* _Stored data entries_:
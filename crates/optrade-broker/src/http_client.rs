//! Production `BrokerClient`: a rate-limited REST client against the
//! configured broker endpoint.

use crate::client::BrokerClient;
use crate::error::{BrokerError, Result};
use crate::rate_limiter::RateLimiter;
use crate::types::{BrokerOrderStatus, OrderAck, OrderRequest, Quote};
use async_trait::async_trait;
use chrono::{DateTime, Utc};
use optrade_core::{Candle, OptionContract, Price, Quantity, Symbol, Timeframe};
use reqwest::Client;
use serde::{Deserialize, Serialize};
use std::collections::HashMap;
use std::sync::atomic::{AtomicBool, Ordering};
use std::time::Duration;
use tracing::{debug, info, warn};

const DEFAULT_TIMEOUT: Duration = Duration::from_secs(10);

#[derive(Debug, Serialize)]
struct AuthRequest<'a> {
    api_key: &'a str,
    api_secret: &'a str,
}

#[derive(Debug, Deserialize)]
struct AuthResponse {
    access_token: String,
}

#[derive(Debug, Serialize, Deserialize)]
struct QuoteResponse {
    symbol: String,
    last_price: String,
    bid: String,
    ask: String,
    volume: String,
    #[serde(rename = "timestamp")]
    ts: DateTime<Utc>,
}

#[derive(Debug, Serialize, Deserialize)]
struct MarginResponse {
    available_margin: String,
}

#[derive(Debug, Serialize, Deserialize)]
struct OrderResponse {
    broker_order_id: String,
    status: BrokerOrderStatus,
    filled_quantity: String,
    average_fill_price: Option<String>,
}

/// Broker reachable over HTTP, behind the application's configured base
/// URL and credentials. Every call passes through `rate_limiter` and
/// requires a prior `authenticate()`.
pub struct HttpBrokerClient {
    http: Client,
    base_url: String,
    api_key: String,
    api_secret: String,
    rate_limiter: RateLimiter,
    token: parking_lot::RwLock<Option<String>>,
    authenticated: AtomicBool,
}

impl HttpBrokerClient {
    pub fn new(base_url: impl Into<String>, api_key: impl Into<String>, api_secret: impl Into<String>) -> Result<Self> {
        let http = Client::builder()
            .timeout(DEFAULT_TIMEOUT)
            .build()
            .map_err(|e| BrokerError::Http(format!("failed to build HTTP client: {e}")))?;
        Ok(Self {
            http,
            base_url: base_url.into(),
            api_key: api_key.into(),
            api_secret: api_secret.into(),
            rate_limiter: RateLimiter::new(200, Duration::from_secs(60), 20),
            token: parking_lot::RwLock::new(None),
            authenticated: AtomicBool::new(false),
        })
    }

    fn bearer(&self) -> Option<String> {
        self.token.read().clone()
    }

    async fn get_json<T: for<'de> Deserialize<'de>>(&self, path: &str) -> Result<T> {
        self.rate_limiter.wait_for_capacity().await;
        let mut req = self.http.get(format!("{}{}", self.base_url, path));
        if let Some(token) = self.bearer() {
            req = req.bearer_auth(token);
        }
        self.rate_limiter.record_send();
        let response = req
            .send()
            .await
            .map_err(|e| BrokerError::Http(e.to_string()))?;
        let status = response.status();
        if !status.is_success() {
            let body = response.text().await.unwrap_or_default();
            return Err(BrokerError::BrokerStatus {
                status: status.as_u16(),
                body,
            });
        }
        response
            .json()
            .await
            .map_err(|e| BrokerError::Parse(e.to_string()))
    }
}

#[async_trait]
impl BrokerClient for HttpBrokerClient {
    async fn authenticate(&self) -> Result<()> {
        info!(base_url = %self.base_url, "authenticating with broker");
        let request = AuthRequest {
            api_key: &self.api_key,
            api_secret: &self.api_secret,
        };
        let response = self
            .http
            .post(format!("{}/auth/login", self.base_url))
            .json(&request)
            .send()
            .await
            .map_err(|e| BrokerError::Http(e.to_string()))?;
        let status = response.status();
        if !status.is_success() {
            let body = response.text().await.unwrap_or_default();
            return Err(BrokerError::AuthFailed(format!("HTTP {status}: {body}")));
        }
        let body: AuthResponse = response
            .json()
            .await
            .map_err(|e| BrokerError::Parse(e.to_string()))?;
        *self.token.write() = Some(body.access_token);
        self.authenticated.store(true, Ordering::SeqCst);
        Ok(())
    }

    fn is_authenticated(&self) -> bool {
        self.authenticated.load(Ordering::SeqCst)
    }

    async fn get_quote(&self, symbol: &Symbol) -> Result<Quote> {
        if !self.is_authenticated() {
            return Err(BrokerError::AuthRequired);
        }
        let path = format!("/quotes/{}", symbol.as_str());
        let raw: QuoteResponse = self.get_json(&path).await?;
        Ok(Quote {
            symbol: Symbol::new(raw.symbol),
            last_price: Price::new(raw.last_price.parse().map_err(|e| BrokerError::Parse(format!("{e}")))?),
            bid: Price::new(raw.bid.parse().map_err(|e| BrokerError::Parse(format!("{e}")))?),
            ask: Price::new(raw.ask.parse().map_err(|e| BrokerError::Parse(format!("{e}")))?),
            volume: Quantity::new(raw.volume.parse().map_err(|e| BrokerError::Parse(format!("{e}")))?),
            timestamp: raw.ts,
        })
    }

    async fn get_quotes(&self, symbols: &[Symbol]) -> Result<HashMap<Symbol, Quote>> {
        if !self.is_authenticated() {
            return Err(BrokerError::AuthRequired);
        }
        if symbols.is_empty() {
            return Ok(HashMap::new());
        }
        let joined = symbols.iter().map(Symbol::as_str).collect::<Vec<_>>().join(",");
        let path = format!("/quotes?symbols={joined}");
        let raw: Vec<QuoteResponse> = self.get_json(&path).await?;
        raw.into_iter()
            .map(|r| {
                let quote = Quote {
                    symbol: Symbol::new(r.symbol.clone()),
                    last_price: Price::new(r.last_price.parse().map_err(|e| BrokerError::Parse(format!("{e}")))?),
                    bid: Price::new(r.bid.parse().map_err(|e| BrokerError::Parse(format!("{e}")))?),
                    ask: Price::new(r.ask.parse().map_err(|e| BrokerError::Parse(format!("{e}")))?),
                    volume: Quantity::new(r.volume.parse().map_err(|e| BrokerError::Parse(format!("{e}")))?),
                    timestamp: r.ts,
                };
                Ok((Symbol::new(r.symbol), quote))
            })
            .collect()
    }

    async fn get_available_margin(&self) -> Result<Price> {
        if !self.is_authenticated() {
            return Err(BrokerError::AuthRequired);
        }
        let raw: MarginResponse = self.get_json("/margins").await?;
        Ok(Price::new(
            raw.available_margin
                .parse()
                .map_err(|e| BrokerError::Parse(format!("{e}")))?,
        ))
    }

    async fn get_historical_candles(
        &self,
        symbol: &Symbol,
        timeframe: Timeframe,
        from: DateTime<Utc>,
        to: DateTime<Utc>,
    ) -> Result<Vec<Candle>> {
        if !self.is_authenticated() {
            return Err(BrokerError::AuthRequired);
        }
        let path = format!(
            "/candles/{}?timeframe={}&from={}&to={}",
            symbol.as_str(),
            timeframe.as_str(),
            from.to_rfc3339(),
            to.to_rfc3339()
        );
        debug!(path = %path, "fetching historical candles");
        self.get_json(&path).await
    }

    async fn get_option_chain(&self, underlying: &Symbol) -> Result<Vec<OptionContract>> {
        if !self.is_authenticated() {
            return Err(BrokerError::AuthRequired);
        }
        let path = format!("/options/{}/chain", underlying.as_str());
        self.get_json(&path).await
    }

    async fn place_order(&self, order: OrderRequest) -> Result<OrderAck> {
        if !self.is_authenticated() {
            return Err(BrokerError::AuthRequired);
        }
        self.rate_limiter.wait_for_order_capacity().await;
        self.rate_limiter.record_order_send();
        let mut req = self
            .http
            .post(format!("{}/orders", self.base_url))
            .json(&order);
        if let Some(token) = self.bearer() {
            req = req.bearer_auth(token);
        }
        let result = req.send().await.map_err(|e| BrokerError::Http(e.to_string()));
        self.rate_limiter.record_order_response();
        let response = result?;
        let status = response.status();
        if !status.is_success() {
            let body = response.text().await.unwrap_or_default();
            if status.as_u16() == 422 {
                return Err(BrokerError::OrderRejected(body));
            }
            return Err(BrokerError::BrokerStatus {
                status: status.as_u16(),
                body,
            });
        }
        let raw: OrderResponse = response
            .json()
            .await
            .map_err(|e| BrokerError::Parse(e.to_string()))?;
        if raw.status == BrokerOrderStatus::Rejected {
            warn!(order_id = %raw.broker_order_id, "order rejected by broker");
        }
        Ok(OrderAck {
            client_order_id: order.client_order_id,
            broker_order_id: raw.broker_order_id,
            status: raw.status,
            filled_quantity: Quantity::new(
                raw.filled_quantity
                    .parse()
                    .map_err(|e| BrokerError::Parse(format!("{e}")))?,
            ),
            average_fill_price: raw
                .average_fill_price
                .map(|p| p.parse().map(Price::new))
                .transpose()
                .map_err(|e: rust_decimal::Error| BrokerError::Parse(e.to_string()))?,
            acknowledged_at: Utc::now(),
        })
    }

    async fn cancel_order(&self, broker_order_id: &str) -> Result<()> {
        if !self.is_authenticated() {
            return Err(BrokerError::AuthRequired);
        }
        self.rate_limiter.wait_for_capacity().await;
        self.rate_limiter.record_send();
        let mut req = self
            .http
            .delete(format!("{}/orders/{}", self.base_url, broker_order_id));
        if let Some(token) = self.bearer() {
            req = req.bearer_auth(token);
        }
        let response = req.send().await.map_err(|e| BrokerError::Http(e.to_string()))?;
        if !response.status().is_success() {
            let status = response.status();
            let body = response.text().await.unwrap_or_default();
            return Err(BrokerError::BrokerStatus {
                status: status.as_u16(),
                body,
            });
        }
        Ok(())
    }

    async fn get_order_status(&self, broker_order_id: &str) -> Result<OrderAck> {
        if !self.is_authenticated() {
            return Err(BrokerError::AuthRequired);
        }
        let path = format!("/orders/{broker_order_id}");
        let raw: OrderResponse = self.get_json(&path).await?;
        Ok(OrderAck {
            client_order_id: uuid::Uuid::nil(),
            broker_order_id: raw.broker_order_id,
            status: raw.status,
            filled_quantity: Quantity::new(
                raw.filled_quantity
                    .parse()
                    .map_err(|e| BrokerError::Parse(format!("{e}")))?,
            ),
            average_fill_price: raw
                .average_fill_price
                .map(|p| p.parse().map(Price::new))
                .transpose()
                .map_err(|e: rust_decimal::Error| BrokerError::Parse(e.to_string()))?,
            acknowledged_at: Utc::now(),
        })
    }
}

* _Work request_: From the entries above, copy out every line where the string "BrokerOrderStatus" appears.

* _Answer space_:
use crate::types::{BrokerOrderStatus, OrderAck, OrderRequest, Quote};
    status: BrokerOrderStatus,
        if raw.status == BrokerOrderStatus::Rejected {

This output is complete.